• _Work to complete_
On every line of the listing, check for "receipt"; copy the lines that have it.

*** Block opens ***

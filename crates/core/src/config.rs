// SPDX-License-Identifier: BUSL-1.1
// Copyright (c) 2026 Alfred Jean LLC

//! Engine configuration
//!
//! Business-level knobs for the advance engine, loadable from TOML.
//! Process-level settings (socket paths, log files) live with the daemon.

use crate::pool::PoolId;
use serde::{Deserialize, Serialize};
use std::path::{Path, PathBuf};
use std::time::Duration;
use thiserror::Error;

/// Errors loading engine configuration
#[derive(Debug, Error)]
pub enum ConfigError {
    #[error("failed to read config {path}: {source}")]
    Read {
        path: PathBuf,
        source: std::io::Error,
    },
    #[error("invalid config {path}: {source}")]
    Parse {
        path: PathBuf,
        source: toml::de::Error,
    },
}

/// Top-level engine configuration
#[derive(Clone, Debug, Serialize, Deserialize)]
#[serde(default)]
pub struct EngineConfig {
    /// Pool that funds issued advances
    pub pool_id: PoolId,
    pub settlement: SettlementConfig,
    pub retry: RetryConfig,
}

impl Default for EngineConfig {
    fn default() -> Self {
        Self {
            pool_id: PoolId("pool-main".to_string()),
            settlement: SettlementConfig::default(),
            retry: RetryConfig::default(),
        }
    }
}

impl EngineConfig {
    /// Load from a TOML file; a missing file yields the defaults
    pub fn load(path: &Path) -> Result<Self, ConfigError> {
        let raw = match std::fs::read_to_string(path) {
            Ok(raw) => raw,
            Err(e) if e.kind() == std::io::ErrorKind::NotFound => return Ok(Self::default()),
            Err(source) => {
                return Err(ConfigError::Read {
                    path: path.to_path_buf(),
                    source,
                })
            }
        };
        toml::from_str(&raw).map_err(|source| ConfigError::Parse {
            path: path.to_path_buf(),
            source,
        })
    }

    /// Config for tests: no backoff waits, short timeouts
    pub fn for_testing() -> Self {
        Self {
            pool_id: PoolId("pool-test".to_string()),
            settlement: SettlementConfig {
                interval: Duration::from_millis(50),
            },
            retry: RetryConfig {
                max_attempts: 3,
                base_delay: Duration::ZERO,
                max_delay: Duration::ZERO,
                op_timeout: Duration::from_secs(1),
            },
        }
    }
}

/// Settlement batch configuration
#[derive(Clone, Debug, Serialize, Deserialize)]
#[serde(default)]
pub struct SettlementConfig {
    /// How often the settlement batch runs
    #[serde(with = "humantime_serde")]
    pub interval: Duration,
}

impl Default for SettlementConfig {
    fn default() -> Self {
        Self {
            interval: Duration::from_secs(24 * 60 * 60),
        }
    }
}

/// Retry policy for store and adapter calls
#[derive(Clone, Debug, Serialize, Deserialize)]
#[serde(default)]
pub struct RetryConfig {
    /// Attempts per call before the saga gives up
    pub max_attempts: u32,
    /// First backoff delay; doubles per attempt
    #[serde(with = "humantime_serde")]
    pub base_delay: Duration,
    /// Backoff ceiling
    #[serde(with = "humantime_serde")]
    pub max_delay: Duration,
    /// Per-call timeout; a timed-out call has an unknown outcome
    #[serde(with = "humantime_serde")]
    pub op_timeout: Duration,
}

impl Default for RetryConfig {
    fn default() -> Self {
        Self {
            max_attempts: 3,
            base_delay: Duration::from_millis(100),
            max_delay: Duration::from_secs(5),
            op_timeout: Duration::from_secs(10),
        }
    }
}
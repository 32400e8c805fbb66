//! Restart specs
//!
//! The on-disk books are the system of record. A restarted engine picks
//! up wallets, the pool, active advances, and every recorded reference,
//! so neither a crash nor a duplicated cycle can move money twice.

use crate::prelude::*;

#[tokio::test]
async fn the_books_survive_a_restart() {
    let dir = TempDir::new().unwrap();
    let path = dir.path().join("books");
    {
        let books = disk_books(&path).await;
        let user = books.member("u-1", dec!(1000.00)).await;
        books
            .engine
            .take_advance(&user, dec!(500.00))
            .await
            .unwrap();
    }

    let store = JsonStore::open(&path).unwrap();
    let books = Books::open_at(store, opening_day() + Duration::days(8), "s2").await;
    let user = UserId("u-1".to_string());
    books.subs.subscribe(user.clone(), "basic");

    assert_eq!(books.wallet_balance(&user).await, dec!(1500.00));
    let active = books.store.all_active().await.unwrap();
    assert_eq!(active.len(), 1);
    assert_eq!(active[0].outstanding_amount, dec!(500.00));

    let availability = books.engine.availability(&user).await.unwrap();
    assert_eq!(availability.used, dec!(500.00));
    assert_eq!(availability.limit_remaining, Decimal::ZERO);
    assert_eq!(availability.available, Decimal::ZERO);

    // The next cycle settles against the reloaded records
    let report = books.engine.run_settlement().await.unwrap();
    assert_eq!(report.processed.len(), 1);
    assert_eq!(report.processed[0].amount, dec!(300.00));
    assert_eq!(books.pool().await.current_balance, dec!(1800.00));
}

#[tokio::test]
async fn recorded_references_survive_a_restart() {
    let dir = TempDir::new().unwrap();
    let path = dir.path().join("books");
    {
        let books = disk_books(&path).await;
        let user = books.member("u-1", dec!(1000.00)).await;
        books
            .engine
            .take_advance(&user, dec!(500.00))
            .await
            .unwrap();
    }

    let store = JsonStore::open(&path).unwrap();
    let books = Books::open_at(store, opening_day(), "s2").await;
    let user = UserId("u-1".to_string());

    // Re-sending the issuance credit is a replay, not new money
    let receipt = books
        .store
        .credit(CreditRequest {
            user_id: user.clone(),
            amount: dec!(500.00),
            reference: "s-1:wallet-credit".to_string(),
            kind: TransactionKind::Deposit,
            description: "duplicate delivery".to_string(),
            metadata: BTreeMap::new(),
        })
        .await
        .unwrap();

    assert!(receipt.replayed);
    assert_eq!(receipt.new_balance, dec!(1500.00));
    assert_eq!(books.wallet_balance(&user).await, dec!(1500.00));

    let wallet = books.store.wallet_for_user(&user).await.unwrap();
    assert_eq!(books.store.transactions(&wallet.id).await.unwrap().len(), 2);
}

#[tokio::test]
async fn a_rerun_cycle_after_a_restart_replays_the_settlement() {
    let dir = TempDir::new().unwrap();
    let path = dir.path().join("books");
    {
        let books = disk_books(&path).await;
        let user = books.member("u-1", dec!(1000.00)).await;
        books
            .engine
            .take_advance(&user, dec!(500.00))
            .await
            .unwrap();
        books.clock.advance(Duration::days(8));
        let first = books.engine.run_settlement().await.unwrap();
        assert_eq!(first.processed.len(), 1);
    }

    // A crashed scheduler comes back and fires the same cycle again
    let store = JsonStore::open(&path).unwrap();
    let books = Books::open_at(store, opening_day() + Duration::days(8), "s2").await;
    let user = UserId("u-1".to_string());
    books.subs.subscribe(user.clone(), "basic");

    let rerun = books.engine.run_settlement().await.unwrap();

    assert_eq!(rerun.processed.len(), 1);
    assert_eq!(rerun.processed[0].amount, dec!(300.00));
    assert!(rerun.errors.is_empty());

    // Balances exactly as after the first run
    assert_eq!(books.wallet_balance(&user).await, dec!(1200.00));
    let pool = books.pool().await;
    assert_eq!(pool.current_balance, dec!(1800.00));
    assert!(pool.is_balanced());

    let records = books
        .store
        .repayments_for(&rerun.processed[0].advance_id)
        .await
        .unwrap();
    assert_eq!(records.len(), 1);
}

*** Block closes ***

• _Answer to this exercise_
    let receipt = books
    assert!(receipt.replayed);
    assert_eq!(receipt.new_balance, dec!(1500.00));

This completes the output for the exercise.